No dia seguinte, a técnica passou por consultas médicas e conseguiu um afastamento de cinco dias. No entanto, para ela, retomar às atividades não vai ser fácil. “Não estou segura, não sei o que acontece na cabeça dela. Ela deixou bem claro que eu seria culpada se algo acontecesse com a avó. Não tem condições de voltar a trabalhar nessa situação, ser agredida e ainda ameaçada, fica difícil”.
Acompanhantes
De acordo com Kátia Cilene de Paula Machado, de 46 anos, no dia do ocorrido, ela e sua filha Thaylla Monique de Paula Oliveira, de 24, acompanhavam a avó de 86 anos que não passava bem. Segundo Kátia, no atendimento da idosa, o médico solicitou uma bateria de exames e, entre eles, estava o teste de Covid-19.
Kátia conta que, por volta das 17h, ela foi até a sala de triagem da Covid-19 para realizar o teste da avó. “Quando cheguei lá, muitas pessoas estavam reclamando na porta. Eu falei que estava com uma senhora de 86 anos e expliquei a situação, e ela me disse que não ia atender ninguém”. Ainda segundo o relato, a acompanhante retornou com a idosa ao médico, que orientou ela a pedir para a técnica assinar um papel se responsabilizando por não fazer o teste.

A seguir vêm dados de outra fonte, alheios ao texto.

//! P1: the region classifier.
//!
//! Turns the raw region list an OS query returns into regions tagged
//! with a [`Kind`], by cross-referencing the PEB, thread TEBs, heap
//! list, and a handful of well-known fixed addresses.

use std::collections::HashMap;

use tracing::debug;

use super::os_interface::{
    Address, HeapSegmentHeader, ProcessOsInterface, RawRegion, RegionType,
    ACTIVATION_CONTEXT_MAGIC, HEAP_SEGMENT_SIGNATURE,
};

#[derive(Debug, Clone, Copy, PartialEq, Eq, Hash)]
pub enum Kind {
    Unknown,
    UserSharedData,
    HypervisorSharedData,
    Peb,
    Teb,
    Stack,
    NtHeap,
    NtHeapSegment,
    SegmentHeap,
    SegmentHeapSegment,
    PrivateData,
    Image,
    MappedFile,
    Shareable,
    ApiSetMap,
    ReadOnlySharedMemory,
    CodePageData,
    GdiSharedHandleTable,
    ShimData,
    ProcessActivationContext,
    SystemActivationContext,
    WerRegistrationData,
    SiloSharedData,
    TelemetryCoverage,
    ActivationContextData,
}

/// A classified region: the raw OS view plus everything §4.7 derives.
#[derive(Debug, Clone)]
pub struct MemoryRegion {
    pub base: Address,
    pub size: u64,
    pub allocation_base: Address,
    pub region_type: RegionType,
    pub kind: Kind,
    pub mapped_file: Option<String>,
    pub heap_id: Option<u64>,
    pub thread_id: Option<u32>,
    pub valid: bool,
}

impl MemoryRegion {
    pub fn end(&self) -> Address {
        self.base + self.size
    }

    fn contains(&self, addr: Address) -> bool {
        addr >= self.base && addr < self.end()
    }
}

/// Sorted-by-base, non-overlapping view supporting O(log n) lookup.
pub struct RegionIndex {
    regions: Vec<MemoryRegion>,
}

impl RegionIndex {
    pub fn new(mut regions: Vec<MemoryRegion>) -> Self {
        regions.sort_by_key(|r| r.base);
        Self { regions }
    }

    pub fn len(&self) -> usize {
        self.regions.len()
    }

    pub fn is_empty(&self) -> bool {
        self.regions.is_empty()
    }

    pub fn iter(&self) -> impl Iterator<Item = &MemoryRegion> {
        self.regions.iter()
    }

    /// Binary search for the region containing `addr`, if any.
    pub fn region_containing(&self, addr: Address) -> Option<&MemoryRegion> {
        let idx = self
            .regions
            .partition_point(|r| r.base <= addr)
            .checked_sub(1)?;
        let region = &self.regions[idx];
        region.contains(addr).then_some(region)
    }
}

fn index_by_base(regions: &[MemoryRegion], base: Address) -> Option<usize> {
    regions.iter().position(|r| r.base == base)
}

fn index_containing(regions: &[MemoryRegion], addr: Address) -> Option<usize> {
    regions.iter().position(|r| r.contains(addr))
}

/// Runs the full §4.7 pipeline against any `ProcessOsInterface`.
pub fn classify(os: &dyn ProcessOsInterface) -> Vec<MemoryRegion> {
    let raw: Vec<RawRegion> = os
        .list_regions()
        .into_iter()
        .filter(|r| {
            r.state == super::os_interface::RegionState::Committed
                && !r.protection.no_access
                && !r.protection.guard
        })
        .collect();

    let mut regions: Vec<MemoryRegion> = raw
        .iter()
        .map(|r| MemoryRegion {
            base: r.base,
            size: r.size,
            allocation_base: r.allocation_base,
            region_type: r.region_type,
            kind: Kind::Unknown,
            mapped_file: None,
            heap_id: None,
            thread_id: None,
            valid: true,
        })
        .collect();

    // Step 3: well-known fixed pages.
    if let Some(addr) = os.user_shared_data_address() {
        if let Some(i) = index_containing(&regions, addr) {
            regions[i].kind = Kind::UserSharedData;
        }
    }
    if let Some(addr) = os.hypervisor_shared_data_address() {
        if let Some(i) = index_containing(&regions, addr) {
            regions[i].kind = Kind::HypervisorSharedData;
        }
    }
    for (addr, kind) in os.well_known_addresses() {
        if let Some(i) = index_containing(&regions, addr) {
            regions[i].kind = kind;
        }
    }

    // Step 4: PEB and heaps.
    for addr in os.peb_addresses() {
        if let Some(i) = index_containing(&regions, addr) {
            regions[i].kind = Kind::Peb;
        }
    }
    for heap in os.list_heaps() {
        if let Some(i) = index_by_base(&regions, heap.base) {
            regions[i].kind = if heap.is_segment_heap {
                Kind::SegmentHeap
            } else {
                Kind::NtHeap
            };
            regions[i].heap_id = Some(heap.heap_id);
        }
    }

    // Step 5: threads — TEB page and stack region.
    for thread in os.list_threads() {
        if let Some(i) = index_containing(&regions, thread.teb_address) {
            regions[i].kind = Kind::Teb;
            regions[i].thread_id = Some(thread.thread_id);
        }
        if thread.stack_limit < thread.stack_base {
            if let Some(i) = index_containing(&regions, thread.stack_limit) {
                regions[i].kind = Kind::Stack;
                regions[i].thread_id = Some(thread.thread_id);
            }
        }
    }

    // Step 6: pass over everything still Unknown.
    let allocation_kind: HashMap<Address, Kind> = regions
        .iter()
        .filter(|r| r.base == r.allocation_base)
        .map(|r| (r.base, r.kind))
        .collect();

    for i in 0..regions.len() {
        if regions[i].kind != Kind::Unknown {
            continue;
        }
        let is_allocation_base = regions[i].base == regions[i].allocation_base;
        let region_type = regions[i].region_type;

        if is_allocation_base && matches!(region_type, RegionType::Image | RegionType::Mapped) {
            let name = os.mapped_file_name(regions[i].base);
            regions[i].kind = match (region_type, &name) {
                (RegionType::Image, _) => Kind::Image,
                (RegionType::Mapped, Some(_)) => Kind::MappedFile,
                (RegionType::Mapped, None) => Kind::Shareable,
            };
            regions[i].mapped_file = name;
            continue;
        }

        if let Some(HeapSegmentHeader {
            signature,
            heap_base,
        }) = os.heap_segment_header(regions[i].base)
        {
            if signature == HEAP_SEGMENT_SIGNATURE {
                if let Some(owner) = index_by_base(&regions, heap_base) {
                    let upgraded = match regions[owner].kind {
                        Kind::NtHeap => Some(Kind::NtHeapSegment),
                        Kind::SegmentHeap => Some(Kind::SegmentHeapSegment),
                        _ => None,
                    };
                    if let Some(k) = upgraded {
                        regions[i].kind = k;
                        regions[i].heap_id = regions[owner].heap_id;
                        continue;
                    }
                }
            }
        }

        if raw[i].protection.readable
            && !raw[i].protection.writable
            && region_type == RegionType::Mapped
        {
            if let Some(magic) = os.activation_context_magic(regions[i].base) {
                if magic == ACTIVATION_CONTEXT_MAGIC {
                    regions[i].kind = Kind::ActivationContextData;
                    continue;
                }
            }
        }

        if let Some(&inherited) = allocation_kind.get(&regions[i].allocation_base) {
            if inherited != Kind::Unknown {
                regions[i].kind = inherited;
                continue;
            }
        }

        regions[i].kind = match region_type {
            RegionType::Private => Kind::PrivateData,
            RegionType::Image => Kind::Image,
            RegionType::Mapped => Kind::Shareable,
        };
    }

    let mut counts: HashMap<Kind, usize> = HashMap::new();
    for r in &regions {
        *counts.entry(r.kind).or_insert(0) += 1;
    }
    debug!(region_count = regions.len(), ?counts, "region classification pass complete");

    regions
}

A doméstica relata que, quando voltou à sala de triagem, a enfermeira fechou a porta. “Ela bateu a porta na cara de todo mundo. Não só eu, como outras pessoas começamos a bater na porta, mas ela não abriu”, conta. Quando passavam por um outro ambiente que dava acesso à sala de triagem da Covid-19, Kátia conta que tentou tirar uma foto de Vivian para levar à delegacia. “Na verdade, não houve agressão, ninguém bateu nela, nem foi para cima dela. Por coincidência, na hora, ela estava realizando exame em uma outra pessoa”.
A filha, Thaylla Monique, confirma a versão da mãe, e conta que elas passaram pela porta de trás para tirar uma foto da profissional. “Em nenhum momento teve agressão, eu bati na porta, abri e peguei o meu celular para tirar a foto, mas ela imprensou a porta no meu braço para puxar o celular da minha mão”, funaliza.
Prefeitura de São Vicente
Procurada pelo G1, a Prefeitura de São Vicente, por meio da Secretaria de Saúde, informou que está apurando o caso sobre a suposta agressão à funcionária, e que tomará as providências cabíveis. Questionada sobre a segurança do local, a pasta disse que o hospital possui câmeras de monitoramento, e que dois guardas municipais cuidam do local diariamente.
Quanto à assistência médica, a administração afirma que Vivian está afastada de suas atividades desde o dia do ocorrido, passou por atendimento médico e foi acompanhada pelo enfermeiro supervisor do plantão durante todo o tempo.